O processo feminista espanhol pode ser comparado com o brasileiro em dois aspectos: na luta contra uma ditadura (em sua segunda fase, pois na década de 1930 o sufragismo foi silenciado pelo Estado Novo) e no número reduzido de militantes, especialmente no que se refere a todas as lutas jurídicas, desde as sufragistas até a legislação do século XXI.

O movimento feminista brasileiro dos anos 1970 é enfático em considerar que a luta feminista ocorreu em paralelo com a luta contra a ditadura militar dos anos 1964-1985 (PINTO, 2003; TELES, 1999; BLAY, 2013; COSTA, 2005). Porém, a institucionalização do movimento, nos anos seguintes, não ocorreu da mesma forma que na Espanha. No Brasil, o foco foi tanto a influência em políticas públicas, criando Conselhos da Mulher, quanto na formação da Assembleia Constituinte, resultando na Constituição de 1988, com dispositivos que declararam a

igualdade entre homens e mulheres tanto no espaço público quanto no espaço privado.

Em relação ao número reduzido de militantes, essa foi efetivamente a realidade das sufragistas brasileiras. Estima-se que a ANM chegou "a ter três mil associadas, ao contrário da FBPF, que jamais ultrapassou o contingente de mil mulheres associadas” (COSTA, 1998, p. 96). Porém, nenhuma das muitas associações sufragistas que existiram ao longo dos anos 20 e 30 "se aproximou da FBPF em tamanho, extensão geográfica, ou amplitude da rede de contatos pessoais” (HAHNER, 2003, p.311). Em outras palavras, Hahner destaca a importância da FBPF pela capilaridade, tendo atuação em diversos estados, para além da capital do Brasil, e também pelos bons contatos pessoais das integrantes da organização. Essas características suplantaram o fato de que a ANM, mesmo tendo mais filiadas, não conseguiu a projeção nacional nem o impacto na luta por direitos que a FBPF obteve. Porém, não se pode negar que tanto FBPF quanto ANM tinham um número baixo de militantes efetivas.

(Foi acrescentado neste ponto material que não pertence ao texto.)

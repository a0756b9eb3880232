use axum::{
    Router,
    http::Request,
    routing::{get, post},
};
use tower::ServiceBuilder;
use tower_http::{
    cors::{Any, CorsLayer},
    request_id::{MakeRequestUuid, PropagateRequestIdLayer, SetRequestIdLayer},
    trace::TraceLayer,
};
use utoipa::{
    Modify, OpenApi,
    openapi::security::{HttpAuthScheme, HttpBuilder, SecurityScheme},
};
use utoipa_swagger_ui::SwaggerUi;

use crate::{
    app_state::AppState,
    auth::dtos::ErrorResponse,
    entities::{
        AnalysisSource, HighlightedExcerpt, Importance, ImportanceLevel, Link, OgData,
        ScrapeResult, SocialPosts,
    },
    health,
    scrapes::{
        dtos::{NoMatchResponse, ScrapeListResponse, ScrapeRequest, ScrapeResponse},
        handlers,
    },
};

pub const OPENAPI_PATH: &str = "/api-docs/openapi.json";
pub const DOCS_PATH: &str = "/docs";

#[derive(OpenApi)]
#[openapi(
    info(title = "ScrapeMaster API", description = "Scrape, analyze and save web pages"),
    paths(
        health::health_check,
        handlers::scrape_url,
        handlers::save_scrape,
        handlers::list_scrapes,
        handlers::get_scrape,
        handlers::delete_scrape,
    ),
    components(schemas(
        ScrapeRequest,
        ScrapeResponse,
        NoMatchResponse,
        ScrapeListResponse,
        ScrapeResult,
        Link,
        HighlightedExcerpt,
        Importance,
        ImportanceLevel,
        OgData,
        SocialPosts,
        AnalysisSource,
        ErrorResponse,
        health::HealthResponse,
    )),
    modifiers(&SecurityAddon),
    tags(
        (name = "scrape", description = "Scrape and analyze a page"),
        (name = "scrapes", description = "Saved scrapes of the signed-in user"),
        (name = "health", description = "Liveness")
    )
)]
pub struct ApiDoc;

struct SecurityAddon;

impl Modify for SecurityAddon {
    fn modify(&self, openapi: &mut utoipa::openapi::OpenApi) {
        if let Some(components) = openapi.components.as_mut() {
            components.add_security_scheme(
                "bearer_auth",
                SecurityScheme::Http(
                    HttpBuilder::new()
                        .scheme(HttpAuthScheme::Bearer)
                        .bearer_format("JWT")
                        .build(),
                ),
            );
        }
    }
}

/// The full application router: API routes, docs and the HTTP layers.
pub fn build_router(state: AppState) -> Router {
    let api = Router::new()
        .route("/healthz", get(health::health_check))
        .route("/v1/scrape", post(handlers::scrape_url))
        .route(
            "/v1/scrapes",
            post(handlers::save_scrape).get(handlers::list_scrapes),
        )
        .route(
            "/v1/scrapes/{id}",
            get(handlers::get_scrape).delete(handlers::delete_scrape),
        )
        .with_state(state);

    api.merge(SwaggerUi::new(DOCS_PATH).url(OPENAPI_PATH, ApiDoc::openapi()))
        .layer(
            ServiceBuilder::new()
                .layer(SetRequestIdLayer::x_request_id(MakeRequestUuid))
                .layer(
                    TraceLayer::new_for_http().make_span_with(|request: &Request<_>| {
                        let request_id = request
                            .headers()
                            .get("x-request-id")
                            .and_then(|v| v.to_str().ok())
                            .unwrap_or("-");
                        tracing::info_span!(
                            "http_request",
                            method = %request.method(),
                            path = %request.uri().path(),
                            request_id = %request_id,
                        )
                    }),
                )
                .layer(PropagateRequestIdLayer::x_request_id())
                .layer(
                    CorsLayer::new()
                        .allow_origin(Any)
                        .allow_methods(Any)
                        .allow_headers(Any),
                ),
        )
}

#[cfg(test)]
mod tests {
    use super::*;
    use crate::{
        analysis::AnalysisEngine, auth::jwt::JwtService,
        repositories::scrape::MockScrapeRepositoryTrait, scrapes::ScrapePipeline,
    };
    use axum::{
        body::{Body, to_bytes},
        http::StatusCode,
    };
    use serde_json::Value;
    use sqlx::{Pool, Postgres};
    use std::sync::Arc;
    use tower::ServiceExt;

    fn create_test_app() -> Router {
        let state = AppState {
            scrape_repo: Arc::new(MockScrapeRepositoryTrait::new()),
            pipeline: Arc::new(ScrapePipeline::new(None, AnalysisEngine::deterministic())),
            jwt: Arc::new(JwtService::new("test-secret")),
            db_pool: Pool::<Postgres>::connect_lazy("postgresql://dummy")
                .expect("Failed to create test pool"),
        };
        build_router(state)
    }

    #[tokio::test]
    async fn test_openapi_document_lists_routes() {
        let request = Request::builder()
            .uri(OPENAPI_PATH)
            .body(Body::empty())
            .unwrap();

        let response = create_test_app().oneshot(request).await.unwrap();
        assert_eq!(response.status(), StatusCode::OK);

        let body = to_bytes(response.into_body(), usize::MAX).await.unwrap();
        let doc: Value = serde_json::from_slice(&body).unwrap();
        for path in ["/v1/scrape", "/v1/scrapes", "/v1/scrapes/{id}", "/healthz"] {
            assert!(doc["paths"].get(path).is_some(), "missing {}", path);
        }
        assert!(doc["components"]["securitySchemes"]["bearer_auth"].is_object());
    }

    #[tokio::test]
    async fn test_request_id_is_generated_and_propagated() {
        let request = Request::builder()
            .method("POST")
            .uri("/v1/scrapes")
            .body(Body::empty())
            .unwrap();

        let response = create_test_app().oneshot(request).await.unwrap();
        assert_eq!(response.status(), StatusCode::UNAUTHORIZED);
        assert!(response.headers().get("x-request-id").is_some());
    }

    #[tokio::test]
    async fn test_request_id_from_caller_is_kept() {
        let request = Request::builder()
            .uri("/v1/scrapes")
            .header("x-request-id", "abc-123")
            .body(Body::empty())
            .unwrap();

        let response = create_test_app().oneshot(request).await.unwrap();
        assert_eq!(response.headers()["x-request-id"], "abc-123");
    }
}
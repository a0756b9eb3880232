pub mod client;
pub mod errors;
pub mod links;
pub mod types;

pub use client::{FirecrawlClient, PageFetcher};
pub use errors::FetchError;
pub use types::{FetchedPage, PageBody, PageMetadata};

#[cfg(test)]
pub use client::MockPageFetcher;
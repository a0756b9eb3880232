use axum::{
    Json,
    extract::{FromRef, FromRequestParts},
    http::{StatusCode, header::AUTHORIZATION, request::Parts},
    response::{IntoResponse, Response},
};
use std::sync::Arc;
use tracing::debug;
use uuid::Uuid;

use crate::auth::{dtos::ErrorResponse, jwt::JwtService};

/// The caller, as identified by a verified bearer token.
#[derive(Debug, Clone)]
pub struct AuthenticatedUser {
    pub user_id: Uuid,
}

impl AuthenticatedUser {
    pub fn new(user_id: Uuid) -> Self {
        Self { user_id }
    }
}

impl<S> FromRequestParts<S> for AuthenticatedUser
where
    Arc<JwtService>: FromRef<S>,
    S: Send + Sync,
{
    type Rejection = AuthError;

    fn from_request_parts(
        parts: &mut Parts,
        state: &S,
    ) -> impl std::future::Future<Output = Result<Self, Self::Rejection>> + Send {
        let auth_header = parts
            .headers
            .get(AUTHORIZATION)
            .and_then(|h| h.to_str().ok())
            .map(|s| s.to_string());
        let jwt_service = Arc::<JwtService>::from_ref(state);

        async move {
            let auth_header = auth_header.ok_or(AuthError::MissingToken)?;

            let token = auth_header
                .strip_prefix("Bearer ")
                .ok_or(AuthError::InvalidTokenFormat)?;

            let claims = jwt_service.verify_token(token).map_err(|e| {
                debug!(error = %e, "Rejected bearer token");
                AuthError::InvalidToken
            })?;

            let user_id = claims.user_id().map_err(|_| AuthError::InvalidToken)?;

            Ok(AuthenticatedUser::new(user_id))
        }
    }
}

#[derive(Debug)]
pub enum AuthError {
    MissingToken,
    InvalidTokenFormat,
    InvalidToken,
}

impl IntoResponse for AuthError {
    fn into_response(self) -> Response {
        let message = match self {
            AuthError::MissingToken => "Missing authorization token",
            AuthError::InvalidTokenFormat => "Invalid token format",
            AuthError::InvalidToken => "Invalid or expired token",
        };

        (StatusCode::UNAUTHORIZED, Json(ErrorResponse::new(message))).into_response()
    }
}
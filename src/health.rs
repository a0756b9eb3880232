use axum::{Json, extract::State, http::StatusCode};
use serde::Serialize;
use sqlx::{Pool, Postgres};
use tracing::{debug, error};
use utoipa::ToSchema;

use crate::{app_state::AppState, scrapes::ScrapePipeline};

#[derive(Debug, Serialize, ToSchema)]
pub struct HealthResponse {
    status: String,
    database: String,
    /// `configured` or `missing`.
    content_extraction: String,
    /// `model` when a model is configured, else `deterministic`.
    analysis: String,
}

#[utoipa::path(
    get,
    path = "/healthz",
    tag = "health",
    responses(
        (status = 200, description = "Health check successful", body = HealthResponse),
        (status = 503, description = "Database unavailable")
    )
)]
pub async fn health_check(
    State(state): State<AppState>,
) -> Result<Json<HealthResponse>, StatusCode> {
    match check_database_health(&state.db_pool).await {
        Ok(_) => {
            debug!("Health check passed");
            Ok(Json(healthy(&state.pipeline)))
        }
        Err(e) => {
            error!(error = %e, "Database health check failed");
            Err(StatusCode::SERVICE_UNAVAILABLE)
        }
    }
}

fn healthy(pipeline: &ScrapePipeline) -> HealthResponse {
    HealthResponse {
        status: "OK".to_string(),
        database: "healthy".to_string(),
        content_extraction: if pipeline.can_fetch() {
            "configured"
        } else {
            "missing"
        }
        .to_string(),
        analysis: if pipeline.has_model() {
            "model"
        } else {
            "deterministic"
        }
        .to_string(),
    }
}

async fn check_database_health(pool: &Pool<Postgres>) -> Result<(), sqlx::Error> {
    sqlx::query("SELECT 1").fetch_one(pool).await?;
    Ok(())
}

#[cfg(test)]
mod tests {
    use super::*;
    use crate::analysis::AnalysisEngine;

    #[test]
    fn test_reports_unconfigured_upstreams() {
        let pipeline = ScrapePipeline::new(None, AnalysisEngine::deterministic());
        let response = healthy(&pipeline);
        assert_eq!(response.content_extraction, "missing");
        assert_eq!(response.analysis, "deterministic");
    }
}
use serde::Serialize;
use std::collections::BTreeSet;
use utoipa::ToSchema;

use crate::extractor::model::split_paragraphs;

/// Shortest word kept when a multi-word keyword is split into tokens.
const MIN_TOKEN_LEN: usize = 3;

/// Requested keywords were not found anywhere on the page.
///
/// This is an outcome, not an error: it is rendered to the user as "no
/// relevant content" rather than as a failure.
#[derive(Debug, Clone, PartialEq, Eq, Serialize, ToSchema)]
pub struct NoMatch {
    pub url: String,
    pub keywords: Vec<String>,
}

impl NoMatch {
    pub fn message(&self) -> String {
        let quoted: Vec<String> = self.keywords.iter().map(|k| format!("\"{}\"", k)).collect();
        format!(
            "No relevant content found for {} on {}.",
            quoted.join(", "),
            self.url
        )
    }
}

#[derive(Debug, Clone, PartialEq, Eq)]
pub struct FilteredContent {
    pub text: String,
    /// Tokens that occurred in the title or the body, lowercased.
    pub matched_tokens: Vec<String>,
    pub total_tokens: usize,
}

#[derive(Debug, Clone, PartialEq, Eq)]
pub enum FilterOutcome {
    Content(FilteredContent),
    NoMatch(NoMatch),
}

/// Splits keywords into lowercased search tokens.
///
/// A multi-word keyword contributes its words longer than two characters; if
/// none qualify the whole phrase is used. A single word is its own token.
/// Duplicates are dropped, first occurrence wins.
pub fn keyword_tokens(keywords: &[String]) -> Vec<String> {
    let mut tokens: Vec<String> = Vec::new();
    for keyword in keywords {
        let words: Vec<&str> = keyword.split_whitespace().collect();
        let mut candidates: Vec<String> = if words.len() > 1 {
            words
                .iter()
                .filter(|w| w.chars().count() >= MIN_TOKEN_LEN)
                .map(|w| w.to_lowercase())
                .collect()
        } else {
            words.iter().map(|w| w.to_lowercase()).collect()
        };
        if candidates.is_empty() && !words.is_empty() {
            candidates.push(words.join(" ").to_lowercase());
        }
        for token in candidates {
            if !tokens.contains(&token) {
                tokens.push(token);
            }
        }
    }
    tokens
}

/// Narrows `content` to the paragraphs relevant to `keywords`.
///
/// With no keywords the content comes back unchanged. If no token occurs in
/// the title or the body the outcome is [`FilterOutcome::NoMatch`]. Otherwise
/// every paragraph containing a matched token is kept together with its
/// immediate neighbours, in original order and without repeats.
pub fn filter_by_keywords(
    content: &str,
    keywords: &[String],
    title: Option<&str>,
    url: &str,
) -> FilterOutcome {
    let tokens = keyword_tokens(keywords);
    if tokens.is_empty() {
        return FilterOutcome::Content(FilteredContent {
            text: content.to_string(),
            matched_tokens: Vec::new(),
            total_tokens: 0,
        });
    }

    let haystack = format!("{}\n{}", title.unwrap_or(""), content).to_lowercase();
    let matched: Vec<String> = tokens
        .iter()
        .filter(|t| haystack.contains(t.as_str()))
        .cloned()
        .collect();

    if matched.is_empty() {
        return FilterOutcome::NoMatch(NoMatch {
            url: url.to_string(),
            keywords: keywords.to_vec(),
        });
    }

    let paragraphs = split_paragraphs(content);
    let mut selected = BTreeSet::new();
    for (idx, paragraph) in paragraphs.iter().enumerate() {
        let lower = paragraph.to_lowercase();
        if matched.iter().any(|t| lower.contains(t.as_str())) {
            if idx > 0 {
                selected.insert(idx - 1);
            }
            selected.insert(idx);
            if idx + 1 < paragraphs.len() {
                selected.insert(idx + 1);
            }
        }
    }

    // Only the title matched: nothing in the body to narrow to.
    let text = if selected.is_empty() {
        content.to_string()
    } else {
        selected
            .into_iter()
            .map(|idx| paragraphs[idx])
            .collect::<Vec<_>>()
            .join("\n\n")
    };

    FilterOutcome::Content(FilteredContent {
        text,
        matched_tokens: matched,
        total_tokens: tokens.len(),
    })
}
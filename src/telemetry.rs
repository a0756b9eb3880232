use tracing_subscriber::EnvFilter;

const ENV_LOG_FORMAT: &str = "LOG_FORMAT";
const DEFAULT_DIRECTIVE: &str = "scrapemaster=info,tower_http=info";

/// Installs the global subscriber. `RUST_LOG` selects levels; `LOG_FORMAT=json`
/// switches to one JSON object per line.
pub fn init_tracing() {
    let filter =
        EnvFilter::try_from_default_env().unwrap_or_else(|_| EnvFilter::new(DEFAULT_DIRECTIVE));
    let json = std::env::var(ENV_LOG_FORMAT)
        .map(|v| v.eq_ignore_ascii_case("json"))
        .unwrap_or(false);

    if json {
        tracing_subscriber::fmt()
            .json()
            .with_env_filter(filter)
            .with_current_span(true)
            .init();
    } else {
        tracing_subscriber::fmt().with_env_filter(filter).init();
    }
}
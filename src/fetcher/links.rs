use std::collections::{HashMap, HashSet};
use std::sync::LazyLock;

use linkify::{LinkFinder, LinkKind};
use regex::Regex;
use scraper::{Html, Selector};
use url::Url;

use crate::entities::Link;

const MAX_LINKS: usize = 100;

static MARKDOWN_LINK_REGEX: LazyLock<Regex> = LazyLock::new(|| {
    Regex::new(r#"\[([^\]\n]+)\]\(\s*<?([^)\s>]+)>?(?:\s+"[^"]*")?\s*\)"#).unwrap()
});

static ANCHOR_SELECTOR: LazyLock<Selector> = LazyLock::new(|| Selector::parse("a[href]").unwrap());

/// Builds the outbound link list for a scraped page.
///
/// `upstream` is the raw link list reported by the extraction API. When it is
/// empty the links are discovered from the HTML anchors and the markdown
/// instead. Anchor text is looked up in the HTML first, then in the markdown.
pub fn build_links(
    page_url: &Url,
    upstream: &[String],
    html: Option<&str>,
    markdown: Option<&str>,
) -> Vec<Link> {
    let html_anchors = html.map(|h| html_anchors(h, page_url)).unwrap_or_default();
    let markdown_anchors = markdown
        .map(|m| markdown_anchors(m, page_url))
        .unwrap_or_default();

    let candidates: Vec<Url> = if upstream.is_empty() {
        let mut discovered: Vec<Url> = html_anchors.iter().map(|(u, _)| u.clone()).collect();
        discovered.extend(markdown_anchors.iter().map(|(u, _)| u.clone()));
        if let Some(markdown) = markdown {
            discovered.extend(bare_urls(markdown));
        }
        discovered
    } else {
        upstream
            .iter()
            .filter_map(|raw| page_url.join(raw.trim()).ok())
            .collect()
    };

    let mut text_by_url: HashMap<String, String> = HashMap::new();
    for (url, text) in html_anchors.into_iter().chain(markdown_anchors) {
        text_by_url.entry(url.to_string()).or_insert(text);
    }

    let mut seen = HashSet::new();
    candidates
        .into_iter()
        .filter(|u| matches!(u.scheme(), "http" | "https"))
        .filter(|u| seen.insert(u.to_string()))
        .take(MAX_LINKS)
        .map(|u| {
            let key = u.to_string();
            let text = text_by_url.get(&key).cloned().unwrap_or_else(|| key.clone());
            Link {
                kind: Some(link_kind(page_url, &u).to_string()),
                url: key,
                text,
            }
        })
        .collect()
}

fn html_anchors(html: &str, base: &Url) -> Vec<(Url, String)> {
    let document = Html::parse_document(html);
    document
        .select(&ANCHOR_SELECTOR)
        .filter_map(|element| {
            let href = element.value().attr("href")?;
            let url = base.join(href.trim()).ok()?;
            let text = element.text().collect::<Vec<_>>().join(" ");
            let text = text.split_whitespace().collect::<Vec<_>>().join(" ");
            (!text.is_empty()).then_some((url, text))
        })
        .collect()
}

fn markdown_anchors(markdown: &str, base: &Url) -> Vec<(Url, String)> {
    MARKDOWN_LINK_REGEX
        .captures_iter(markdown)
        .filter(|caps| {
            // `![alt](src)` is an image, not a link
            let start = caps.get(0).map(|m| m.start()).unwrap_or(0);
            start == 0 || !markdown[..start].ends_with('!')
        })
        .filter_map(|caps| {
            let url = base.join(&caps[2]).ok()?;
            let text = caps[1].trim().to_string();
            (!text.is_empty()).then_some((url, text))
        })
        .collect()
}

fn bare_urls(text: &str) -> Vec<Url> {
    let mut finder = LinkFinder::new();
    finder.kinds(&[LinkKind::Url]);
    finder
        .links(text)
        .filter_map(|link| Url::parse(link.as_str()).ok())
        .collect()
}

fn link_kind(page_url: &Url, target: &Url) -> &'static str {
    let normalize = |host: Option<&str>| host.map(|h| h.trim_start_matches("www.").to_lowercase());
    if normalize(page_url.host_str()) == normalize(target.host_str()) {
        "internal"
    } else {
        "external"
    }
}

Como visto, as sufragistas brasileiras na década de 1920 eram em número reduzido, mas conquistaram o direito de voto e patrocinaram o projeto de Estatuto da Mulher. Nas décadas de 1950-1960 a mobilização para o Estatuto da Mulher Casada envolveu poucas mulheres, notadamente Romy Medeiros da Fonseca e Orminda Bastos no Instituto dos Advogados Brasileiros, e mais os parlamentares que apoiavam o projeto. Embora o feminismo da década de 1970 tenha sido intenso, a luta por mudanças jurídicas na esfera cível foi capitaneada por poucas mulheres, como Silvia Pimentel e Florisa Verucci, que procuravam aprovar o Estatuto da Mulher. A mobilização para a Assembleia Constituinte na década de 1980 parece ter envolvido mais mulheres, mas, mesmo assim, as lideranças não parecem ter chegado à centena.

Não se pode negar, portanto, que tanto sufragistas quanto as mulheres que lutaram para a mudança dos demais dispositivos legais que as sufragistas apontaram como necessários para igualar direitos entre homens e mulheres, formavam grupos pequenos. Esses grupos souberam aproveitar oportunidades e contatos pessoais, e utilizar meios de comunicação para ampliar sua voz e promover mudanças efetivas na situação das mulheres brasileiras.